Bug #55970 | incorrect implementation of sorting in utf8_slovak_ci | ||
---|---|---|---|
Submitted: | 13 Aug 2010 13:19 | Modified: | 18 Aug 2010 8:11 |
Reporter: | Stanislav LOFAJ | Email Updates: | |
Status: | Verified | Impact on me: | |
Category: | MySQL Server | Severity: | S4 (Feature request) |
Version: | 6.0.11-alpha, 5.1.49 etc. | OS: | Any |
Assigned to: | Assigned Account | CPU Architecture: | Any |
Tags: | collation, Contribution, server, slovak |
[13 Aug 2010 13:19]
Stanislav LOFAJ
[13 Aug 2010 18:22]
Sveta Smirnova
Thank you for the report.
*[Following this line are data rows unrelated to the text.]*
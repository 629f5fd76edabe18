//! CLI argument parsing using clap

use clap::{Args, Parser, Subcommand, ValueEnum};
use std::path::PathBuf;

/// trialkit - randomized schedules and event logging for behavioral rigs
#[derive(Parser, Debug)]
#[command(name = "trialkit")]
#[command(version, about, long_about = None)]
pub struct Cli {
    /// TOML session file
    #[arg(short, long, global = true)]
    pub config: Option<PathBuf>,

    /// Seed for reproducible draws (random if omitted)
    #[arg(long, global = true, env = "TRIALKIT_SEED")]
    pub seed: Option<u64>,

    /// Enable debug logging (overridden by RUST_LOG)
    #[arg(long, global = true)]
    pub debug: bool,

    #[command(subcommand)]
    pub command: Command,
}

/// Subcommands
#[derive(Subcommand, Debug)]
pub enum Command {
    /// Draw intervals from the configured distribution
    Sample(SampleArgs),

    /// Build a trial block and shuffle it
    Shuffle(ShuffleArgs),

    /// Write a single event line to stdout
    Emit {
        /// Event code
        code: u32,
        /// Timestamp (device clock)
        timestamp: u64,
        /// Signed payload
        #[arg(allow_negative_numbers = true, default_value = "0")]
        payload: i64,
    },

    /// Read event lines and report per-code counts
    Decode(DecodeArgs),

    /// Encode integers as a parameter upload message
    Params {
        /// Command character to lead the message with (e.g. D)
        #[arg(long)]
        code: Option<char>,
        /// Parameter values in device order
        #[arg(allow_negative_numbers = true, required = true)]
        values: Vec<i64>,
    },
}

/// Interval distribution type
#[derive(Debug, Clone, Copy, PartialEq, Eq, ValueEnum)]
pub enum DistributionType {
    Uniform,
    Exponential,
}

#[derive(Args, Debug, Default)]
pub struct SampleArgs {
    /// Distribution type (defaults to the session file's)
    #[arg(long, value_enum)]
    pub distribution: Option<DistributionType>,

    /// Nominal mean (exponential only)
    #[arg(long)]
    pub mean: Option<u64>,

    /// Lower bound
    #[arg(long)]
    pub min: Option<u64>,

    /// Upper bound
    #[arg(long)]
    pub max: Option<u64>,

    /// Number of intervals to draw
    #[arg(short = 'n', long, default_value = "10")]
    pub count: usize,

    /// Print a summary instead of one event line per interval
    #[arg(long)]
    pub summary: bool,

    /// Print the summary as JSON (implies --summary)
    #[arg(long)]
    pub json: bool,
}

#[derive(Args, Debug, Default)]
pub struct ShuffleArgs {
    /// Trials per label, comma separated (e.g. 10,10)
    #[arg(long, value_delimiter = ',')]
    pub counts: Option<Vec<usize>>,

    /// Number of independently shuffled blocks
    #[arg(long)]
    pub blocks: Option<usize>,
}

#[derive(Args, Debug, Default)]
pub struct DecodeArgs {
    /// Input file (stdin if omitted)
    #[arg(value_name = "PATH")]
    pub input: Option<PathBuf>,

    /// Stop after this event code (defaults to the session end code)
    #[arg(long)]
    pub end_code: Option<u32>,

    /// Read to the end of input even after the end code
    #[arg(long, conflicts_with = "end_code")]
    pub no_end: bool,

    /// Echo non-event text lines to stderr
    #[arg(long)]
    pub echo_text: bool,

    /// Print the report as JSON
    #[arg(long)]
    pub json: bool,
}

impl Cli {
    /// Parse command line arguments
    pub fn parse_args() -> Self {
        Self::parse()
    }

    /// Validate argument combinations clap cannot express
    pub fn validate(&self) -> anyhow::Result<()> {
        match &self.command {
            Command::Sample(args) => {
                if let (Some(min), Some(max)) = (args.min, args.max) {
                    if min > max {
                        anyhow::bail!("--min ({}) must not exceed --max ({})", min, max);
                    }
                }
                if args.mean == Some(0) {
                    anyhow::bail!("--mean must be greater than zero");
                }
                if args.distribution == Some(DistributionType::Uniform) && args.mean.is_some() {
                    anyhow::bail!("--mean only applies to the exponential distribution");
                }
            }
            Command::Shuffle(args) => {
                if args.blocks == Some(0) {
                    anyhow::bail!("--blocks must be at least 1");
                }
            }
            _ => {}
        }
        Ok(())
    }
}

#[cfg(test)]
mod tests {
    use super::*;

    fn parse(args: &[&str]) -> Cli {
        Cli::try_parse_from(std::iter::once("trialkit").chain(args.iter().copied())).unwrap()
    }

    #[test]
    fn test_parse_sample() {
        let cli = parse(&[
            "sample",
            "--distribution",
            "exponential",
            "--mean",
            "1000",
            "--max",
            "3000",
            "-n",
            "5",
            "--seed",
            "7",
        ]);
        assert_eq!(cli.seed, Some(7));
        match cli.command {
            Command::Sample(args) => {
                assert_eq!(args.distribution, Some(DistributionType::Exponential));
                assert_eq!(args.mean, Some(1000));
                assert_eq!(args.min, None);
                assert_eq!(args.count, 5);
            }
            other => panic!("unexpected command {:?}", other),
        }
    }

    #[test]
    fn test_parse_emit_negative_payload() {
        let cli = parse(&["emit", "7", "1000", "-3"]);
        match cli.command {
            Command::Emit { code, timestamp, payload } => {
                assert_eq!((code, timestamp, payload), (7, 1000, -3));
            }
            other => panic!("unexpected command {:?}", other),
        }
    }

    #[test]
    fn test_parse_shuffle_counts() {
        let cli = parse(&["shuffle", "--counts", "4,6,2"]);
        match cli.command {
            Command::Shuffle(args) => assert_eq!(args.counts, Some(vec![4, 6, 2])),
            other => panic!("unexpected command {:?}", other),
        }
    }

    #[test]
    fn test_parse_params() {
        let cli = parse(&["params", "0", "-5", "10"]);
        match cli.command {
            Command::Params { code, values } => {
                assert_eq!(code, None);
                assert_eq!(values, vec![0, -5, 10]);
            }
            other => panic!("unexpected command {:?}", other),
        }
    }

    #[test]
    fn test_parse_params_with_code() {
        let cli = parse(&["params", "--code", "D", "0", "5000", "-1"]);
        match cli.command {
            Command::Params { code, values } => {
                assert_eq!(code, Some('D'));
                assert_eq!(values, vec![0, 5000, -1]);
            }
            other => panic!("unexpected command {:?}", other),
        }

        let result = Cli::try_parse_from(["trialkit", "params", "--code", "DX", "1"]);
        assert!(result.is_err());
    }

    #[test]
    fn test_validate_rejects_inverted_range() {
        let cli = parse(&["sample", "--min", "10", "--max", "5"]);
        assert!(cli.validate().is_err());
    }

    #[test]
    fn test_validate_rejects_zero_mean() {
        let cli = parse(&["sample", "--mean", "0"]);
        assert!(cli.validate().is_err());
    }

    #[test]
    fn test_validate_rejects_zero_blocks() {
        let cli = parse(&["shuffle", "--blocks", "0"]);
        assert!(cli.validate().is_err());
        assert!(parse(&["shuffle", "--blocks", "2"]).validate().is_ok());
    }
}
According to this table: http://www.collation-charts.org/mysql60/mysql604.utf8_slovak_ci.html this is not a bug, but I'll ask our collation experts to look into this report.
[16 Aug 2010 8:36]
Alexander Barkov
CLDR collation description for Slovak
Attachment: sk.xml (text/xml), 1.43 KiB.
[16 Aug 2010 9:01]
Alexander Barkov
utf8_slovak_ci is implemented according to Unicode's Common Locale Data Repository. See the definition file sk.xml in the "Files" section of this bug report. sk.xml has two version of collations. The first version is marked as <collation type="standard"> ... </colation> The second version is marked as: <collation type="standard" draft="true" alt="proposed"> ... </collation> MySQL implements the second version, which says that only letters ä,č,ô,š,ž are separate letters, and the other accented letters have their default Unicode sorting. Oracle agrees: http://www.collation-charts.org/oracle10g/ora10g.EE8MSWIN1250.XSLOVAK.html Microsoft agrees: http://www.collation-charts.org/vista/vista.041B.CP1250.Slovak_Slovakia.html The first version fron sk.xml additionally treats letters đ,ł,ř,ż as separate letters from their non-accented counterparts d,l,r,z. However, non of the two collations say that ď,ť,ň,ĺ,ľ,é,ŕ,ú must be separate letters. So from what I can see you need accent sensitive version of Slovak collation. Accent sensitive collations with good sorting are currently on our TODO and require this task to be done first: http://forge.mysql.com/worklog/task.php?id=896 In the meantime you can define your own version using Index.xml file, which will also redefine the order of the letters ď,ť,ň,ĺ,ľ,é,ŕ,ú.
[16 Aug 2010 9:12]
Alexander Barkov
I just noticed that the latest copy of sk.xml defines only a single collation version: http://unicode.org/cldr/trac/browser/trunk/common/collation/sk.xml which exactly what MySQL implements.
[16 Aug 2010 15:45]
Sveta Smirnova
Thank you for the report. This is feature request. Verifying it as such.